The exploitation didn’t end; it shifted.
And because poverty forces people to accept injustice, the system kept turning.
The Manufactured Tension Between Black and Hispanic Workers
Now many Black men look at construction sites and see work that should be theirs being done by someone else. A generation ago, it was. Today, the demographic doesn’t look the same.
But the tension isn’t natural.
It was engineered:
- by low wages
- by disrespect
- also by discrimination
- by supervisors who would rather work through a language barrier
- by a system that praises one group while marginalizing another
Black men and Hispanic men are not enemies.
They are casualties of the same structure.
When you pit two marginalized groups against each other, the ruling group never loses.
Now “Americans” feel threatened by birth rates and demographic trends. In America, the white population is dramatically dropping. Blacks and Asians remain the same. But one group is rising at a faster rate than the white population is losing workers. Yep the same Hispanic population that is getting all the jobs in this country. In fact their growth is predicted to make this an Hispanic country in 30 years. You read that right. America is going to be the new Mexico.

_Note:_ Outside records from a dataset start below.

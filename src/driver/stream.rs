//! Byte-stream transports for interactive CLIs.
//!
//! A [`CliStream`] is a bidirectional byte pipe to a device's command line.
//! Both the SSH shell and the telnet transport run the socket in a
//! background I/O task and talk to it through `mpsc` channels, so the
//! expect engine only ever sees whole chunks or end-of-stream.

use std::sync::Arc;
use std::sync::atomic::{AtomicBool, Ordering};
use std::time::Duration;

use async_ssh2_tokio::client::Client;
use async_trait::async_trait;
use log::{debug, trace};
use russh::ChannelMsg;
use tokio::sync::mpsc;

use super::security::ConnectionSecurityOptions;
use super::ssh;
use crate::credential::Credential;
use crate::device::ConnectMethod;
use crate::error::AgentError;

pub(crate) const CHANNEL_DEPTH: usize = 256;

/// Bidirectional byte pipe to a device CLI.
#[async_trait]
pub trait CliStream: Send {
    async fn send(&mut self, data: &[u8]) -> Result<(), AgentError>;

    /// Next chunk from the device; `None` once the stream has ended.
    async fn recv(&mut self) -> Option<Vec<u8>>;

    /// A chunk that has already arrived, without waiting.
    fn try_recv(&mut self) -> Option<Vec<u8>> {
        None
    }

    fn is_open(&self) -> bool;

    async fn close(&mut self);
}

/// Opens [`CliStream`]s for one transport.
#[async_trait]
pub trait StreamConnector: Send + Sync {
    fn method(&self) -> ConnectMethod;

    async fn open(
        &self,
        address: &str,
        credential: &Credential,
        timeout: Duration,
    ) -> Result<Box<dyn CliStream>, AgentError>;
}

/// Stream backed by channels to a background I/O task.
pub(crate) struct ChannelStream {
    label: String,
    to_device: Option<mpsc::Sender<Vec<u8>>>,
    from_device: mpsc::Receiver<Vec<u8>>,
    open: Arc<AtomicBool>,
    /// Keeps the SSH connection alive for as long as the stream is.
    client: Option<Client>,
}

impl ChannelStream {
    pub(crate) fn new(
        label: String,
        to_device: mpsc::Sender<Vec<u8>>,
        from_device: mpsc::Receiver<Vec<u8>>,
        open: Arc<AtomicBool>,
    ) -> Self {
        Self {
            label,
            to_device: Some(to_device),
            from_device,
            open,
            client: None,
        }
    }
}

#[async_trait]
impl CliStream for ChannelStream {
    async fn send(&mut self, data: &[u8]) -> Result<(), AgentError> {
        trace!("{} >> {:?}", self.label, String::from_utf8_lossy(data));
        let sender = self
            .to_device
            .as_ref()
            .ok_or_else(|| AgentError::TransientIo(format!("{} is closed", self.label)))?;
        sender
            .send(data.to_vec())
            .await
            .map_err(|_| AgentError::TransientIo(format!("{} I/O task has ended", self.label)))
    }

    async fn recv(&mut self) -> Option<Vec<u8>> {
        let chunk = self.from_device.recv().await;
        if let Some(data) = chunk.as_ref() {
            trace!("{} << {:?}", self.label, String::from_utf8_lossy(data));
        }
        chunk
    }

    fn try_recv(&mut self) -> Option<Vec<u8>> {
        self.from_device.try_recv().ok()
    }

    fn is_open(&self) -> bool {
        let client_open = self.client.as_ref().is_none_or(|c| !c.is_closed());
        self.to_device.is_some() && self.open.load(Ordering::Acquire) && client_open
    }

    async fn close(&mut self) {
        // Dropping the sender ends the I/O task, dropping the client the connection.
        self.to_device = None;
        self.from_device.close();
        self.client = None;
        self.open.store(false, Ordering::Release);
        debug!("{} closed", self.label);
    }
}

/// Opens an interactive shell (PTY) over SSH.
pub struct SshShellConnector {
    security: ConnectionSecurityOptions,
    port: Option<u16>,
}

impl SshShellConnector {
    pub fn new(security: ConnectionSecurityOptions, port: Option<u16>) -> Self {
        Self { security, port }
    }
}

#[async_trait]
impl StreamConnector for SshShellConnector {
    fn method(&self) -> ConnectMethod {
        ConnectMethod::Ssh
    }

    async fn open(
        &self,
        address: &str,
        credential: &Credential,
        timeout: Duration,
    ) -> Result<Box<dyn CliStream>, AgentError> {
        let client = ssh::connect(address, self.port, credential, &self.security, timeout).await?;

        let mut channel = client
            .get_channel()
            .await
            .map_err(|e| AgentError::Connect(format!("open session channel: {e}")))?;
        channel
            .request_pty(false, "vt100", 511, 24, 0, 0, &[])
            .await
            .map_err(|e| AgentError::Connect(format!("request pty: {e}")))?;
        channel
            .request_shell(false)
            .await
            .map_err(|e| AgentError::Connect(format!("request shell: {e}")))?;
        let label = format!("ssh://{}@{}", credential.username, address);
        debug!("{} shell started", label);

        let (to_device, mut outgoing) = mpsc::channel::<Vec<u8>>(CHANNEL_DEPTH);
        let (incoming, from_device) = mpsc::channel::<Vec<u8>>(CHANNEL_DEPTH);
        let open = Arc::new(AtomicBool::new(true));

        let task_label = label.clone();
        let task_open = open.clone();
        tokio::spawn(async move {
            loop {
                tokio::select! {
                    data = outgoing.recv() => {
                        let Some(data) = data else { break };
                        if let Err(e) = channel.data(&data[..]).await {
                            debug!("{} failed to write to shell: {:?}", task_label, e);
                            break;
                        }
                    }
                    msg = channel.wait() => {
                        match msg {
                            Some(ChannelMsg::Data { ref data }) => {
                                if incoming.send(data.to_vec()).await.is_err() {
                                    break;
                                }
                            }
                            Some(ChannelMsg::ExitStatus { exit_status }) => {
                                debug!("{} shell exited with status {}", task_label, exit_status);
                            }
                            Some(ChannelMsg::Eof) | Some(ChannelMsg::Close) | None => {
                                debug!("{} shell sent EOF", task_label);
                                break;
                            }
                            Some(_) => {}
                        }
                    }
                }
            }
            task_open.store(false, Ordering::Release);
            let _ = channel.close().await;
            debug!("{} I/O task ended", task_label);
        });

        let mut stream = ChannelStream::new(label, to_device, from_device, open);
        stream.client = Some(client);
        Ok(Box::new(stream))
    }
}

#[cfg(test)]
mod tests {
    use super::*;

    #[tokio::test]
    async fn channel_stream_round_trips_and_closes() {
        let (to_device, mut device_rx) = mpsc::channel(4);
        let (device_tx, from_device) = mpsc::channel(4);
        let open = Arc::new(AtomicBool::new(true));
        let mut stream = ChannelStream::new("test".into(), to_device, from_device, open.clone());

        stream.send(b"show clock\n").await.expect("send");
        assert_eq!(device_rx.recv().await.expect("delivered"), b"show clock\n".to_vec());

        device_tx.send(b"12:00\n".to_vec()).await.expect("device writes");
        assert_eq!(stream.recv().await, Some(b"12:00\n".to_vec()));
        assert!(stream.is_open());

        stream.close().await;
        assert!(!stream.is_open());
        assert!(matches!(
            stream.send(b"x").await,
            Err(AgentError::TransientIo(_))
        ));
    }

    #[tokio::test]
    async fn ended_io_task_marks_stream_closed() {
        let (to_device, _device_rx) = mpsc::channel(4);
        let (device_tx, from_device) = mpsc::channel::<Vec<u8>>(4);
        let open = Arc::new(AtomicBool::new(true));
        let mut stream = ChannelStream::new("test".into(), to_device, from_device, open.clone());

        drop(device_tx);
        open.store(false, Ordering::Release);
        assert_eq!(stream.recv().await, None);
        assert!(!stream.is_open());
    }
}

But conservative Americans are not going to just start speaking Spanish overnight. These ICE raids are just the beginning of the attempt to stem the tide. They may not be able to change the birthrate quick enough, but if fewer and fewer Hispanics are here then they can’t produce American citizens.
ICE Raids Are Not About Safety. They Are About Power.
The sudden “Operation Swamp Sweep” is not a public safety measure. It is political theater designed to scare families, disrupt neighborhoods, and send a message to white voters are not waiting on the sidelines for demographic change.
Because here’s a truth no politician will say out loud:
The shift to a Hispanic majority population transfers power and wealth in America.
That changes everything:
- elections
- policy priorities
- political power
- cultural influence
- future coalitions
And white America sees the writing on the wall.
These ICE sweeps are not designed to fix illegal immigration.
They are designed to slow demographic change.
Fear as policy.
Terror as governance.

The Economic Disaster No One Wants to Admit
Right now, the impact is immediate:
- job sites are empty
- employers are panicking
- schedules are slipping
- costs are rising
- workers are hiding
- families are terrified
But just like hurricane debris removal crews, ICE raids move on.
They don’t stay.
They don’t build.
And they don’t solve.
The workforce will return as soon as the storm passes.
But we will pretend nothing happened.
We will pretend ICE didn’t shake the economy.
We will pretend supervisors didn’t create this problem.
And we will pretend Black men “don’t want to work.”
We will pretend Hispanic men are “taking jobs.”
Pretending is the American way.
New Orleans Must Confront Its Labor Reality
The city is broken not because of Hispanic workers coming in—but because we never built a fair system for the workers already here. And instead of addressing the bias, we doubled down on it by exploiting a new labor force under a different language.
If New Orleans wants a real, stable, long-term workforce, we need to:
- train Black men intentionally
- treat them with respect
- pay them fairly
- hold supervisors accountable
- protect Hispanic workers from exploitation
- stop letting ICE terrorize the city
- build a shared future instead of pitting communities against one another
Because the truth is simple:
Black workers and Hispanic workers are not each other’s threat.
Bias and discrimination is.
And ICE is its enforcement arm.
What Comes After the Raids
These sweeps will leave fear behind, but they won’t leave solutions.
They never do.
The next chapter in this story must confront the past honestly and build a new labor system that respects, teaches, and empowers the men who build this city—Black and Hispanic alike.
And until we do that, we’ll keep rewriting the same broken story, pretending the problem is the workers instead of the system that built the problem in the first place.